Die offizielle Residenz, eine aus Ziegel und Stein errichtete Villa aus dem Jahr 1929, diente ursprünglich als Büro des Premierministers, bevor sie durch eine neuere Struktur in der Nähe ersetzt wurde. Takaichi zog im Dezember in die Residenz und markierte eine Veränderung in ihrer Routine.
Takaichis Zeitplan hat auch Fragen zu ihrem persönlichen Leben aufgeworfen. Sie enthüllte kürzlich auf X, dass sie typischerweise zwischen null und drei Stunden Schlaf pro Nacht bekommt, unter Berufung auf die Anforderungen ihrer Rolle als Japans erste weibliche Führungspersönlichkeit und die zusätzlichen Verantwortlichkeiten der Verwaltung der Haushaltspflichten. Diese Enthüllungen haben Kritik an ihrem Ansatz zur Work-Life-Balance und Geschlechtergleichheit ausgelöst, wobei einige argumentieren, dass ihr Verhalten einen schlechten Präzedenzfall für Frauen in Führungspositionen darstellt.

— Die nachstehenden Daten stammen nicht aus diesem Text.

//! Sonarr/Radarr disk space source
//!
//! Implements [`DiskSpaceSource`] against the `*arr` v3 API.
//! See: https://sonarr.tv/docs/api/#/DiskSpace

use async_trait::async_trait;
use reqwest::Client;

use super::{DiskSpaceSource, VolumeDescriptor};
use crate::config::ApiConfig;
use crate::error::{FetchError, FetchResult};

/// Header carrying the static API key
const API_KEY_HEADER: &str = "X-Api-Key";

/// `*arr` disk space client
pub struct ArrClient {
    client: Client,
    config: ApiConfig,
}

impl ArrClient {
    pub fn new(config: ApiConfig) -> FetchResult<Self> {
        let client = Client::builder()
            .user_agent(concat!("diskwatch/", env!("CARGO_PKG_VERSION")))
            .build()?;

        Ok(Self { client, config })
    }

    /// Full URL of the disk space endpoint
    pub fn endpoint_url(&self) -> String {
        format!(
            "{}{}",
            self.config.url.trim_end_matches('/'),
            self.config.endpoint
        )
    }
}

#[async_trait]
impl DiskSpaceSource for ArrClient {
    fn name(&self) -> &str {
        "arr"
    }

    async fn volumes(&self) -> FetchResult<Vec<VolumeDescriptor>> {
        let response = self
            .client
            .get(self.endpoint_url())
            .header(API_KEY_HEADER, &self.config.key)
            .send()
            .await?;

        if !response.status().is_success() {
            let status = response.status().as_u16();
            let body = response.text().await.unwrap_or_default();
            return Err(FetchError::Status { status, body });
        }

        // Read as text first so a bad body reports as a decode error
        let body = response.text().await?;
        let volumes: Vec<VolumeDescriptor> = serde_json::from_str(&body)?;
        Ok(volumes)
    }
}
// Copyright 2025-present Harīṣh Tummalachērla
// SPDX-License-Identifier: Apache-2.0

use std::path::Path;
use std::process::ExitCode;

use clap::Parser;
use serde::Serialize;

use talpa::{
    AttributeMap, Dictionary, FormatVersion, SystemClock, UnigramProperty, BIGRAM_COUNT_QUERY,
    MAX_BIGRAM_COUNT_QUERY, MAX_UNIGRAM_COUNT_QUERY, UNIGRAM_COUNT_QUERY,
};

mod cli;
use cli::{Cli, Commands};

#[derive(Serialize)]
struct InspectOutput {
    version: u16,
    locale: String,
    decaying: bool,
    unigram_count: String,
    bigram_count: String,
    max_unigram_count: String,
    max_bigram_count: String,
    attributes: Vec<(String, String)>,
}

fn main() -> ExitCode {
    let cli = Cli::parse();
    match run(cli) {
        Ok(()) => ExitCode::SUCCESS,
        Err(e) => {
            eprintln!("Error: {}", e);
            ExitCode::FAILURE
        }
    }
}

fn run(cli: Cli) -> std::io::Result<()> {
    match cli.command {
        Commands::Create {
            dir,
            locale,
            version,
            decaying,
        } => {
            let version = FormatVersion::from_raw(version)?;
            let mut attributes = AttributeMap::new();
            if decaying {
                attributes.set_bool(talpa::header::USES_FORGETTING_CURVE_KEY, true);
                attributes.set_bool(talpa::header::HAS_HISTORICAL_INFO_KEY, true);
            }
            let mut dict =
                Dictionary::create_on_memory(version, &locale, &attributes, Box::new(SystemClock))?;
            dict.flush(Path::new(&dir))?;
            println!("Created {} (version {})", dir, version.raw());
            Ok(())
        }

        Commands::Add { dir, words } => {
            let mut dict = Dictionary::open(Path::new(&dir), true, Box::new(SystemClock))?;
            let mut added = 0usize;
            for spec in &words {
                let (word, probability) = match spec.split_once('=') {
                    Some((w, p)) => (w, p.parse::<u8>().unwrap_or(0)),
                    None => (spec.as_str(), 100),
                };
                if dict.add_unigram(word, &UnigramProperty::with_probability(probability)) {
                    added += 1;
                } else {
                    eprintln!("Rejected: {}", word);
                }
            }
            dict.flush(Path::new(&dir))?;
            println!("Added {} words", added);
            Ok(())
        }

        Commands::Lookup { dir, word } => {
            let dict = Dictionary::open(Path::new(&dir), false, Box::new(SystemClock))?;
            match dict.get_word_property(&word) {
                Some(property) => {
                    println!("{}: probability {}", word, property.probability);
                    for shortcut in &property.shortcuts {
                        println!(
                            "  shortcut -> {} ({})",
                            talpa::buffer::codepoints::string_of(&shortcut.code_points),
                            shortcut.probability
                        );
                    }
                    for ngram in &property.ngrams {
                        println!(
                            "  -> {} ({})",
                            talpa::buffer::codepoints::string_of(&ngram.target_code_points),
                            ngram.probability
                        );
                    }
                }
                None => println!("{}: not found", word),
            }
            Ok(())
        }

        Commands::Inspect { dir } => {
            let dict = Dictionary::open(Path::new(&dir), false, Box::new(SystemClock))?;
            let header = dict.header();
            let output = InspectOutput {
                version: header.version().raw(),
                locale: header.locale(),
                decaying: header.is_decaying_dict(),
                unigram_count: dict.get_property(UNIGRAM_COUNT_QUERY),
                bigram_count: dict.get_property(BIGRAM_COUNT_QUERY),
                max_unigram_count: dict.get_property(MAX_UNIGRAM_COUNT_QUERY),
                max_bigram_count: dict.get_property(MAX_BIGRAM_COUNT_QUERY),
                attributes: header
                    .attributes()
                    .iter()
                    .map(|(k, v)| (k.to_string(), talpa::buffer::codepoints::string_of(v)))
                    .collect(),
            };
            println!(
                "{}",
                serde_json::to_string_pretty(&output)
                    .map_err(|e| std::io::Error::new(std::io::ErrorKind::Other, e))?
            );
            Ok(())
        }

        Commands::Compact { dir } => {
            let mut dict = Dictionary::open(Path::new(&dir), true, Box::new(SystemClock))?;
            dict.flush_with_gc(Path::new(&dir))?;
            println!("Compacted {}", dir);
            Ok(())
        }
    }
}
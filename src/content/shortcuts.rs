// Copyright 2025-present Harīṣh Tummalachērla
// SPDX-License-Identifier: Apache-2.0

//! Shortcut content: per-word expansion targets ("omw" → "on my way").
//!
//! A block-sparse table maps a terminal id to the head of its shortcut list
//! in the string pool. List entries are contiguous: `[flags][probability]
//! [target code points, 0x1F-terminated]`, with bit 0 of the flags marking
//! "another entry follows". Lists are immutable once written — updating one
//! rewrites the whole list at the pool tail and repoints the table, leaving
//! the old bytes for GC.

use std::collections::HashMap;
use std::io;

use crate::buffer::codepoints::{decode_code_points, encode_code_points};
use crate::buffer::{ExtendableBuffer, OriginalContent, DEFAULT_MAX_ADDITIONAL_BUFFER_SIZE};
use crate::table::SparseTable;

/// Probability given to whitelist shortcuts (always-offered corrections).
pub const WHITELIST_SHORTCUT_PROBABILITY: u8 = 15;

const FLAG_HAS_NEXT: u8 = 0x01;

const SPARSE_TABLE_BLOCK_SIZE: usize = 64;
const SPARSE_TABLE_DATA_SIZE: usize = 4;

/// One shortcut target.
#[derive(Debug, Clone, PartialEq, Eq)]
pub struct ShortcutTarget {
    pub code_points: Vec<u32>,
    pub probability: u8,
}

pub struct ShortcutContent {
    table: SparseTable,
    strings: ExtendableBuffer,
}

impl ShortcutContent {
    pub fn new() -> Self {
        Self {
            table: SparseTable::new(SPARSE_TABLE_BLOCK_SIZE, SPARSE_TABLE_DATA_SIZE),
            strings: ExtendableBuffer::new(),
        }
    }

    pub fn from_content(
        index: OriginalContent,
        table: OriginalContent,
        strings: OriginalContent,
    ) -> Self {
        Self {
            table: SparseTable::from_content(
                index,
                table,
                SPARSE_TABLE_BLOCK_SIZE,
                SPARSE_TABLE_DATA_SIZE,
                DEFAULT_MAX_ADDITIONAL_BUFFER_SIZE,
            ),
            strings: ExtendableBuffer::from_original(strings, DEFAULT_MAX_ADDITIONAL_BUFFER_SIZE),
        }
    }

    pub fn shortcuts(&self, terminal_id: u32) -> io::Result<Vec<ShortcutTarget>> {
        let Some(head) = self.table.get(terminal_id)? else {
            return Ok(Vec::new());
        };
        self.read_list(head as usize)
    }

    /// Add or replace one target in the word's list. The updated list is
    /// rewritten at the pool tail.
    pub fn add_shortcut(
        &mut self,
        terminal_id: u32,
        target: &[u32],
        probability: u8,
    ) -> io::Result<()> {
        let mut targets = self.shortcuts(terminal_id)?;
        match targets.iter_mut().find(|t| t.code_points == target) {
            Some(existing) => existing.probability = probability,
            None => targets.push(ShortcutTarget {
                code_points: target.to_vec(),
                probability,
            }),
        }
        let head = self.write_list(&targets)?;
        self.table.set(terminal_id, head as u32)
    }

    /// Copy surviving lists into a fresh content, renumbering terminal ids.
    pub fn run_gc(&self, id_map: &HashMap<u32, u32>, id_count: u32) -> io::Result<ShortcutContent> {
        let mut fresh = ShortcutContent::new();
        for old_id in 0..id_count {
            let Some(&new_id) = id_map.get(&old_id) else {
                continue;
            };
            let targets = self.shortcuts(old_id)?;
            if targets.is_empty() {
                continue;
            }
            let head = fresh.write_list(&targets)?;
            fresh.table.set(new_id, head as u32)?;
        }
        Ok(fresh)
    }

    /// Serialized sub-buffers: (lookup index, address table, string pool).
    pub fn to_vecs(&self) -> (Vec<u8>, Vec<u8>, Vec<u8>) {
        let (index, table) = self.table.to_vecs();
        (index, table, self.strings.to_vec())
    }

    fn read_list(&self, head: usize) -> io::Result<Vec<ShortcutTarget>> {
        let mut out = Vec::new();
        let mut pos = head;
        loop {
            let flags = self.strings.read_uint(1, pos)? as u8;
            let probability = self.strings.read_uint(1, pos + 1)? as u8;
            let (region, local) = self.strings.region_at(pos + 2)?;
            let decoded = decode_code_points(region, local, None)?;
            pos += 2 + decoded.consumed;
            out.push(ShortcutTarget {
                code_points: decoded.code_points,
                probability,
            });
            if flags & FLAG_HAS_NEXT == 0 {
                return Ok(out);
            }
        }
    }

    fn write_list(&mut self, targets: &[ShortcutTarget]) -> io::Result<usize> {
        debug_assert!(!targets.is_empty());
        let mut bytes = Vec::new();
        for (i, target) in targets.iter().enumerate() {
            let flags = if i + 1 < targets.len() { FLAG_HAS_NEXT } else { 0 };
            bytes.push(flags);
            bytes.push(target.probability);
            encode_code_points(&target.code_points, None, true, &mut bytes);
        }
        self.strings.write_bytes_at_tail(&bytes)
    }
}

impl Default for ShortcutContent {
    fn default() -> Self {
        Self::new()
    }
}

#[cfg(test)]
mod tests {
    use super::*;
    use crate::buffer::codepoints::code_points_of;

    #[test]
    fn empty_word_has_no_shortcuts() {
        let content = ShortcutContent::new();
        assert!(content.shortcuts(3).unwrap().is_empty());
    }

    #[test]
    fn add_and_read_back() {
        let mut content = ShortcutContent::new();
        content
            .add_shortcut(1, &code_points_of("on my way"), WHITELIST_SHORTCUT_PROBABILITY)
            .unwrap();
        content.add_shortcut(1, &code_points_of("oh my word"), 3).unwrap();

        let targets = content.shortcuts(1).unwrap();
        assert_eq!(targets.len(), 2);
        assert_eq!(targets[0].code_points, code_points_of("on my way"));
        assert_eq!(targets[0].probability, WHITELIST_SHORTCUT_PROBABILITY);
        assert_eq!(targets[1].probability, 3);
    }

    #[test]
    fn re_adding_a_target_updates_in_one_slot() {
        let mut content = ShortcutContent::new();
        content.add_shortcut(0, &code_points_of("brb"), 2).unwrap();
        content.add_shortcut(0, &code_points_of("brb"), 9).unwrap();
        let targets = content.shortcuts(0).unwrap();
        assert_eq!(targets.len(), 1);
        assert_eq!(targets[0].probability, 9);
    }

    #[test]
    fn gc_remaps_ids_and_drops_dead_ones() {
        let mut content = ShortcutContent::new();
        content.add_shortcut(0, &code_points_of("a"), 1).unwrap();
        content.add_shortcut(2, &code_points_of("c"), 3).unwrap();

        let mut id_map = HashMap::new();
        id_map.insert(2u32, 0u32); // id 0 died, id 2 became 0
        let fresh = content.run_gc(&id_map, 3).unwrap();
        assert!(fresh.shortcuts(1).unwrap().is_empty());
        let targets = fresh.shortcuts(0).unwrap();
        assert_eq!(targets.len(), 1);
        assert_eq!(targets[0].code_points, code_points_of("c"));
    }

    #[test]
    fn reload_from_flushed_buffers() {
        let mut content = ShortcutContent::new();
        content.add_shortcut(5, &code_points_of("tty"), 7).unwrap();
        let (index, table, strings) = content.to_vecs();
        let reloaded = ShortcutContent::from_content(
            OriginalContent::Owned(index),
            OriginalContent::Owned(table),
            OriginalContent::Owned(strings),
        );
        let targets = reloaded.shortcuts(5).unwrap();
        assert_eq!(targets.len(), 1);
        assert_eq!(targets[0].code_points, code_points_of("tty"));
    }
}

Takaichi hat mit rückläufiger Zustimmung der Öffentlichkeit zu kämpfen, da sie umstrittene Politiken verfolgt hat, darunter eine vorgeschlagene Änderung des Kaiserhausesgesetzes, die ein männliches Nachfolge-System verstärken würde.
Einheimische Legenden besagen, dass das Gebäude von Geistern heimgesucht wird, obwohl Takaichi solche Behauptungen zurückgewiesen hat. In einer offenen Bemerkung gab sie zu, dass sie eher von der Anwesenheit von Kakerlaken als von übernatürlichen Wesen erschreckt war. "Ich habe noch nie einen Geist gesehen, aber ich habe oft wegen meiner Begegnungen mit Kakerlaken geschrien", sagte sie und beschrieb einen beunruhigenden Moment, als eine Kakerlake an ihren Füßen vorbeilaufte. Trotz des unheimlichen Rufs der Residenz scheint Takaichi von ihrer Geschichte nicht beeindruckt zu sein.
Im Laufe ihrer Amtszeit wird das Ausmaß, in dem sich ihre Abgeschiedenheit auf ihre politische Stellung und die öffentliche Wahrnehmung auswirkt, wahrscheinlich weiterhin Gegenstand von Untersuchungen sein.